Speaker
Description
Semi-distributed flood modelling requires an accurate representation of the spatial and temporal variability of rainfall. However, official rain-gauge networks often have limited spatial density and may fail to capture intense and localized rainfall events. Opportunistic rainfall sensors, such as personal weather stations (PWS), offer the potential to complement and enhance the spatial coverage of conventional rainfall observations. Nevertheless, heterogeneous data quality and continuously evolving network configurations pose significant challenges for hydrological modelling, given the high sensitivity of models to rainfall inputs. Therefore, the applicability of PWS rainfall data for semi-distributed modelling must be thoroughly evaluated.

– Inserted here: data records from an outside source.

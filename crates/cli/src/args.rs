use std::net::IpAddr;
use std::path::PathBuf;

use clap::{ArgAction, Parser, Subcommand};

/// Vigil: inspect, wait on and disturb an HA manager cluster.
#[derive(Debug, Parser)]
#[command(name = "vigil", version, about)]
pub struct Cli {
    /// Manager REST endpoint (defaults to the first configured manager).
    #[arg(long, global = true, env = "VIGIL_MANAGER")]
    pub manager: Option<String>,

    /// Manager username (overrides configuration).
    #[arg(long, global = true)]
    pub username: Option<String>,

    /// Manager password (overrides configuration).
    #[arg(long, global = true)]
    pub password: Option<String>,

    /// Tenant sent with every request.
    #[arg(long, global = true)]
    pub tenant: Option<String>,

    /// Output as JSON instead of tables.
    #[arg(long, global = true)]
    pub json: bool,

    /// Log more (-v info, -vv debug). `VIGIL_LOG` takes precedence.
    #[arg(short, long, global = true, action = ArgAction::Count)]
    pub verbose: u8,

    #[command(subcommand)]
    pub command: Command,
}

#[derive(Debug, Subcommand)]
pub enum Command {
    /// Manager health and version.
    Status,

    /// Cluster membership and leadership.
    Cluster {
        #[command(subcommand)]
        action: ClusterAction,
    },

    /// Manage snapshots.
    Snapshot {
        #[command(subcommand)]
        action: SnapshotAction,
    },

    /// Inspect workflow executions.
    Execution {
        #[command(subcommand)]
        action: ExecutionAction,
    },

    /// Show the database replication view of a node.
    Replication {
        /// Database node to query over SSH.
        #[arg(long)]
        host: IpAddr,
        /// SSH user (overrides configuration).
        #[arg(long)]
        ssh_user: Option<String>,
        /// Fail unless exactly this many replicas with one sync are listed.
        #[arg(long)]
        replicas: Option<usize>,
    },

    /// Cut a host off from its peers with firewall rules.
    Partition {
        #[command(flatten)]
        target: PartitionArgs,
    },

    /// Remove rules installed by `partition`.
    Heal {
        #[command(flatten)]
        target: PartitionArgs,
    },

    /// Run a workflow in a loop until the stop file appears.
    Load {
        #[arg(long)]
        deployment: String,
        #[arg(long)]
        workflow: String,
        /// Created by the parent process to request a stop.
        #[arg(long)]
        stop_file: PathBuf,
        /// Pause between iterations.
        #[arg(long, default_value_t = 1000)]
        interval_ms: u64,
    },
}

#[derive(Debug, clap::Args)]
pub struct PartitionArgs {
    /// Host whose firewall is changed.
    #[arg(long)]
    pub host: IpAddr,
    /// Peer to block, repeatable.
    #[arg(long = "peer", required = true)]
    pub peers: Vec<IpAddr>,
    /// SSH user (overrides configuration).
    #[arg(long)]
    pub ssh_user: Option<String>,
}

#[derive(Debug, Subcommand)]
pub enum ClusterAction {
    /// Wait until a manager reports N active members.
    WaitActive {
        /// Number of active members to wait for.
        #[arg(long)]
        expect: usize,
        /// Endpoint to poll, repeatable (defaults to every configured manager).
        #[arg(long = "endpoint")]
        endpoints: Vec<String>,
        /// Give up after this long (defaults to the health timeout).
        #[arg(long)]
        timeout_ms: Option<u64>,
    },
    /// Show the current leader.
    Leader,
    /// List cluster members.
    Nodes,
}

#[derive(Debug, Subcommand)]
pub enum SnapshotAction {
    /// List snapshots.
    List,
    /// Create a snapshot.
    Create {
        id: String,
        /// Wait until the snapshot is created.
        #[arg(long)]
        wait: bool,
    },
    /// Restore a snapshot.
    Restore {
        id: String,
        /// Wait for the restore execution to finish.
        #[arg(long)]
        wait: bool,
        /// Restore even if the manager is not empty.
        #[arg(long)]
        force: bool,
    },
    /// Save a snapshot archive locally.
    Download {
        id: String,
        #[arg(short, long)]
        output: PathBuf,
    },
    /// Upload a snapshot archive and wait until it is usable.
    Upload { id: String, archive: PathBuf },
}

#[derive(Debug, Subcommand)]
pub enum ExecutionAction {
    /// Wait for an execution to finish.
    Wait { id: String },
    /// List executions.
    List {
        #[arg(long)]
        deployment: Option<String>,
    },
}
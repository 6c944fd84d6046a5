//! Bounded-concurrency bulk operations.

use std::future::Future;
use std::path::PathBuf;
use std::sync::Arc;

use serde_json::Value;
use tokio::sync::Semaphore;
use tokio::task::JoinSet;
use vigil_config::{Blueprint, Deployment, DeploymentCreateRequest};

use crate::client::Api;
use crate::error::{HarnessError, Result};

/// Run `task` over `items` with at most `concurrency` in flight.
///
/// Results come back in input order. A failure does not cancel the others.
pub async fn run_bounded<I, R, F, Fut>(
    items: Vec<I>,
    concurrency: usize,
    task: F,
) -> Vec<Result<R>>
where
    I: Send + 'static,
    R: Send + 'static,
    F: Fn(I) -> Fut + Send + Sync + 'static,
    Fut: Future<Output = Result<R>> + Send + 'static,
{
    let permits = Arc::new(Semaphore::new(concurrency.max(1)));
    let task = Arc::new(task);
    let total = items.len();
    let mut set = JoinSet::new();
    for (index, item) in items.into_iter().enumerate() {
        let permits = Arc::clone(&permits);
        let task = Arc::clone(&task);
        set.spawn(async move {
            let _permit = permits.acquire_owned().await;
            (index, task(item).await)
        });
    }

    let mut results: Vec<Option<Result<R>>> = (0..total).map(|_| None).collect();
    while let Some(joined) = set.join_next().await {
        match joined {
            Ok((index, result)) => results[index] = Some(result),
            Err(e) => tracing::error!("bulk worker panicked: {e}"),
        }
    }
    results
        .into_iter()
        .map(|r| r.unwrap_or_else(|| Err(HarnessError::Worker("task panicked".to_owned()))))
        .collect()
}

/// A blueprint archive to upload.
#[derive(Debug, Clone)]
pub struct BlueprintUpload {
    pub id: String,
    pub archive: PathBuf,
    pub application_file_name: String,
}

pub async fn upload_blueprints(
    api: &Api,
    uploads: Vec<BlueprintUpload>,
    concurrency: usize,
) -> Vec<Result<Blueprint>> {
    let api = api.clone();
    run_bounded(uploads, concurrency, move |upload| {
        let api = api.clone();
        async move {
            let archive = tokio::fs::read(&upload.archive).await?;
            let blueprint =
                api.blueprints_upload(&upload.id, archive, &upload.application_file_name).await?;
            tracing::info!(blueprint = %blueprint.id, "uploaded");
            Ok(blueprint)
        }
    })
    .await
}

/// Create one deployment per `(deployment_id, blueprint_id, inputs)`.
pub async fn create_deployments(
    api: &Api,
    deployments: Vec<(String, String, Value)>,
    concurrency: usize,
) -> Vec<Result<Deployment>> {
    let api = api.clone();
    run_bounded(deployments, concurrency, move |(id, blueprint_id, inputs)| {
        let api = api.clone();
        async move {
            let request = DeploymentCreateRequest { blueprint_id, inputs };
            Ok(api.deployments_create(&id, &request).await?)
        }
    })
    .await
}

In this study, twelve flood events in the Lambro basin (northern Italy) were simulated. Rainfall data from the Meteonetwork PWS platform were analysed alongside reference rain-gauge (RG) data provided by the Regional Environmental Protection Agency (ARPA) of the Lombardy Region. To evaluate the impact of PWS selection, several precipitation datasets were generated. In addition to the reference RG dataset, two groups of rainfall inputs were constructed:
(i) standalone PWS datasets, comprising: a) all available PWS observations (PWSall), b) quality-controlled PWS data (PWSqc), and c) quality-controlled PWS data from stations that were continuously active during all analysed storm events (PWSqc_c); and
(ii) combined datasets merging PWS and RG observations, denoted as e) RG+PWSall, f) RG+PWSqc, and g) RG+PWSqc_c, respectively.
Alternative rainfall inputs were generated using the inverse distance weighting (IDW) interpolation method. Rainfall hyetographs were compared at both the point scale, using RG observations as reference data (“ground truth”), and at the sub-basin scale. Their impact on hydrological modelling performance was evaluated through semi-distributed flood simulations conducted with a hydrological model previously developed by the authors of this contribution.
The results indicate that standalone PWS datasets, particularly those incorporating all available PWS observations without prior quality control, introduce substantial uncertainty in both rainfall representation and simulated flood hydrographs. The application of quality control procedures as well as the selection of continuously operating stations improve both rainfall hyetographs and model performance. The most accurate reproduction of flood hydrographs is achieved when quality-controlled PWS datasets (PWSqc and PWSqc_c) are combined with RG observations. These findings demonstrate that PWS can provide valuable complementary information to conventional monitoring networks. However, under current conditions, they cannot fully replace reference gauge networks under current conditions.
Acknowledgments
The authors would like to thank the COST Action “OpenSense” (CA20136) for supporting collaboration opportunities among the co-authors through the STSM program.